→ INSTRUCTIONS TO FOLLOW
Output everything in the listing exactly.
── PROVIDED DATA ──
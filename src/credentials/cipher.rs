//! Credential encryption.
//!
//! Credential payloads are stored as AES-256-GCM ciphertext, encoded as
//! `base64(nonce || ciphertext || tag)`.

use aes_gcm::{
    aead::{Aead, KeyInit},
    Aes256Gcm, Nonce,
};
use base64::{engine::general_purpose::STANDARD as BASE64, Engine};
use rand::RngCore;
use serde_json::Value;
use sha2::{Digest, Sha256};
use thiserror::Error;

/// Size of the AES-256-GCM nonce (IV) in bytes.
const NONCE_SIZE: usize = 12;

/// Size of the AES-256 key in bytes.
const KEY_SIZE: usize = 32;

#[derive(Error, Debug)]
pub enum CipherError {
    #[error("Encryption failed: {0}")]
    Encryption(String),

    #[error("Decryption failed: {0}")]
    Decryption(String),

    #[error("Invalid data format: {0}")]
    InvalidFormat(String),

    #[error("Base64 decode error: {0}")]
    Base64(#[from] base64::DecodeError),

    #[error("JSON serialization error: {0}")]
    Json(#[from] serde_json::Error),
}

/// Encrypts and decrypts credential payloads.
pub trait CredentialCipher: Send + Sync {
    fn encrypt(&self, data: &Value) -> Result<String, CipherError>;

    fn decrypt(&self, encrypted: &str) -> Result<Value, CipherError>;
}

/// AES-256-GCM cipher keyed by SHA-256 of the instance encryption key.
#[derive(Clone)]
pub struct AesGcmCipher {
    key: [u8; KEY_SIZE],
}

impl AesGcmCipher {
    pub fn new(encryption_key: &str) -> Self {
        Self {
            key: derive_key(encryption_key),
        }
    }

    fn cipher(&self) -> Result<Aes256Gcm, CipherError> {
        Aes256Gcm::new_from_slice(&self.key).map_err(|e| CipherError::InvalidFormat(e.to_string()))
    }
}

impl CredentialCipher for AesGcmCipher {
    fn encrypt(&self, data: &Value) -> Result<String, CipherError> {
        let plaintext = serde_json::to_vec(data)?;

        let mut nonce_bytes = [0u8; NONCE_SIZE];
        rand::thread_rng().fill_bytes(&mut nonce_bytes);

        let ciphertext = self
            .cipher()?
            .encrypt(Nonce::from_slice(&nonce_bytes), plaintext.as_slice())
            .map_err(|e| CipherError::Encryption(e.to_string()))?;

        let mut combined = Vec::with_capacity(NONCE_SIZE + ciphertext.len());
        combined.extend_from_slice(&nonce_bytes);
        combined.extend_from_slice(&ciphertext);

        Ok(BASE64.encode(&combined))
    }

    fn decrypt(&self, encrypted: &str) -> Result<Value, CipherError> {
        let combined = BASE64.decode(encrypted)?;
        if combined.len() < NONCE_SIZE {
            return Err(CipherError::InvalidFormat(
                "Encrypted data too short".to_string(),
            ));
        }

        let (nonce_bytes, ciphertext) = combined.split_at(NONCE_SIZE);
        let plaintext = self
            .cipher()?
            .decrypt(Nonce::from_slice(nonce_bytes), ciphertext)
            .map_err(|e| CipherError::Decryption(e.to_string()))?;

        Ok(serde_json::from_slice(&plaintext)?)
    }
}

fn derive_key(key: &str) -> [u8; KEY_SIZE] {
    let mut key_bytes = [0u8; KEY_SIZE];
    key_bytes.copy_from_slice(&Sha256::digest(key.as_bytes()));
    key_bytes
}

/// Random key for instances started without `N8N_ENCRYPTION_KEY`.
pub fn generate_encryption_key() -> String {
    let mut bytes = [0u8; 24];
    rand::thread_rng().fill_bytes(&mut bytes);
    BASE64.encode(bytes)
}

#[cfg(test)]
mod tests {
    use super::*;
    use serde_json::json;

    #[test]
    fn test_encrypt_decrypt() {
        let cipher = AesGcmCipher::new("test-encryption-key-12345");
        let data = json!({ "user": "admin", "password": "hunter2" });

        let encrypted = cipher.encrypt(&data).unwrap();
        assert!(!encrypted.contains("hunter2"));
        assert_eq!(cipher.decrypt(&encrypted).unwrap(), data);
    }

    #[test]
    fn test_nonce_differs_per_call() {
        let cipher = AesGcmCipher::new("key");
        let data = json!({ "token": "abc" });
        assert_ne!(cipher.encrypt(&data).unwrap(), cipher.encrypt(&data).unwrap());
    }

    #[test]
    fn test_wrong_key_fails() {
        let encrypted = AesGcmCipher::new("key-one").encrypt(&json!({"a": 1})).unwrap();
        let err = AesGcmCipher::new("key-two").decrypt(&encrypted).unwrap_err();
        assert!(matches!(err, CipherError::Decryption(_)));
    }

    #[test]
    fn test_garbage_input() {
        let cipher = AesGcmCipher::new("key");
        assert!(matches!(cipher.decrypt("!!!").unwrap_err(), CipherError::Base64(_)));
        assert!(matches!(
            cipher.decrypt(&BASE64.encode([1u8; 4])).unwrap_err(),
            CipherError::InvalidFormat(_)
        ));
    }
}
───
→ REPLY
filename src/credentials/cipher.rs
//! Credential encryption.
//!
//! Credential payloads are stored as AES-256-GCM ciphertext, encoded as
//! `base64(nonce || ciphertext || tag)`.

use aes_gcm::{
    aead::{Aead, KeyInit},
    Aes256Gcm, Nonce,
};
use base64::{engine::general_purpose::STANDARD as BASE64, Engine};
use rand::RngCore;
use serde_json::Value;
use sha2::{Digest, Sha256};
use thiserror::Error;

/// Size of the AES-256-GCM nonce (IV) in bytes.
const NONCE_SIZE: usize = 12;

/// Size of the AES-256 key in bytes.
const KEY_SIZE: usize = 32;

#[derive(Error, Debug)]
pub enum CipherError {
    #[error("Encryption failed: {0}")]
    Encryption(String),

    #[error("Decryption failed: {0}")]
    Decryption(String),

    #[error("Invalid data format: {0}")]
    InvalidFormat(String),

    #[error("Base64 decode error: {0}")]
    Base64(#[from] base64::DecodeError),

    #[error("JSON serialization error: {0}")]
    Json(#[from] serde_json::Error),
}

/// Encrypts and decrypts credential payloads.
pub trait CredentialCipher: Send + Sync {
    fn encrypt(&self, data: &Value) -> Result<String, CipherError>;

    fn decrypt(&self, encrypted: &str) -> Result<Value, CipherError>;
}

/// AES-256-GCM cipher keyed by SHA-256 of the instance encryption key.
#[derive(Clone)]
pub struct AesGcmCipher {
    key: [u8; KEY_SIZE],
}

impl AesGcmCipher {
    pub fn new(encryption_key: &str) -> Self {
        Self {
            key: derive_key(encryption_key),
        }
    }

    fn cipher(&self) -> Result<Aes256Gcm, CipherError> {
        Aes256Gcm::new_from_slice(&self.key).map_err(|e| CipherError::InvalidFormat(e.to_string()))
    }
}

impl CredentialCipher for AesGcmCipher {
    fn encrypt(&self, data: &Value) -> Result<String, CipherError> {
        let plaintext = serde_json::to_vec(data)?;

        let mut nonce_bytes = [0u8; NONCE_SIZE];
        rand::thread_rng().fill_bytes(&mut nonce_bytes);

        let ciphertext = self
            .cipher()?
            .encrypt(Nonce::from_slice(&nonce_bytes), plaintext.as_slice())
            .map_err(|e| CipherError::Encryption(e.to_string()))?;

        let mut combined = Vec::with_capacity(NONCE_SIZE + ciphertext.len());
        combined.extend_from_slice(&nonce_bytes);
        combined.extend_from_slice(&ciphertext);

        Ok(BASE64.encode(&combined))
    }

    fn decrypt(&self, encrypted: &str) -> Result<Value, CipherError> {
        let combined = BASE64.decode(encrypted)?;
        if combined.len() < NONCE_SIZE {
            return Err(CipherError::InvalidFormat(
                "Encrypted data too short".to_string(),
            ));
        }

        let (nonce_bytes, ciphertext) = combined.split_at(NONCE_SIZE);
        let plaintext = self
            .cipher()?
            .decrypt(Nonce::from_slice(nonce_bytes), ciphertext)
            .map_err(|e| CipherError::Decryption(e.to_string()))?;

        Ok(serde_json::from_slice(&plaintext)?)
    }
}

fn derive_key(key: &str) -> [u8; KEY_SIZE] {
    let mut key_bytes = [0u8; KEY_SIZE];
    key_bytes.copy_from_slice(&Sha256::digest(key.as_bytes()));
    key_bytes
}

/// Random key for instances started without `N8N_ENCRYPTION_KEY`.
pub fn generate_encryption_key() -> String {
    let mut bytes = [0u8; 24];
    rand::thread_rng().fill_bytes(&mut bytes);
    BASE64.encode(bytes)
}

#[cfg(test)]
mod tests {
    use super::*;
    use serde_json::json;

    #[test]
    fn test_encrypt_decrypt() {
        let cipher = AesGcmCipher::new("test-encryption-key-12345");
        let data = json!({ "user": "admin", "password": "hunter2" });

        let encrypted = cipher.encrypt(&data).unwrap();
        assert!(!encrypted.contains("hunter2"));
        assert_eq!(cipher.decrypt(&encrypted).unwrap(), data);
    }

    #[test]
    fn test_nonce_differs_per_call() {
        let cipher = AesGcmCipher::new("key");
        let data = json!({ "token": "abc" });
        assert_ne!(cipher.encrypt(&data).unwrap(), cipher.encrypt(&data).unwrap());
    }

    #[test]
    fn test_wrong_key_fails() {
        let encrypted = AesGcmCipher::new("key-one").encrypt(&json!({"a": 1})).unwrap();
        let err = AesGcmCipher::new("key-two").decrypt(&encrypted).unwrap_err();
        assert!(matches!(err, CipherError::Decryption(_)));
    }

    #[test]
    fn test_garbage_input() {
        let cipher = AesGcmCipher::new("key");
        assert!(matches!(cipher.decrypt("!!!").unwrap_err(), CipherError::Base64(_)));
        assert!(matches!(
            cipher.decrypt(&BASE64.encode([1u8; 4])).unwrap_err(),
            CipherError::InvalidFormat(_)
        ));
    }
}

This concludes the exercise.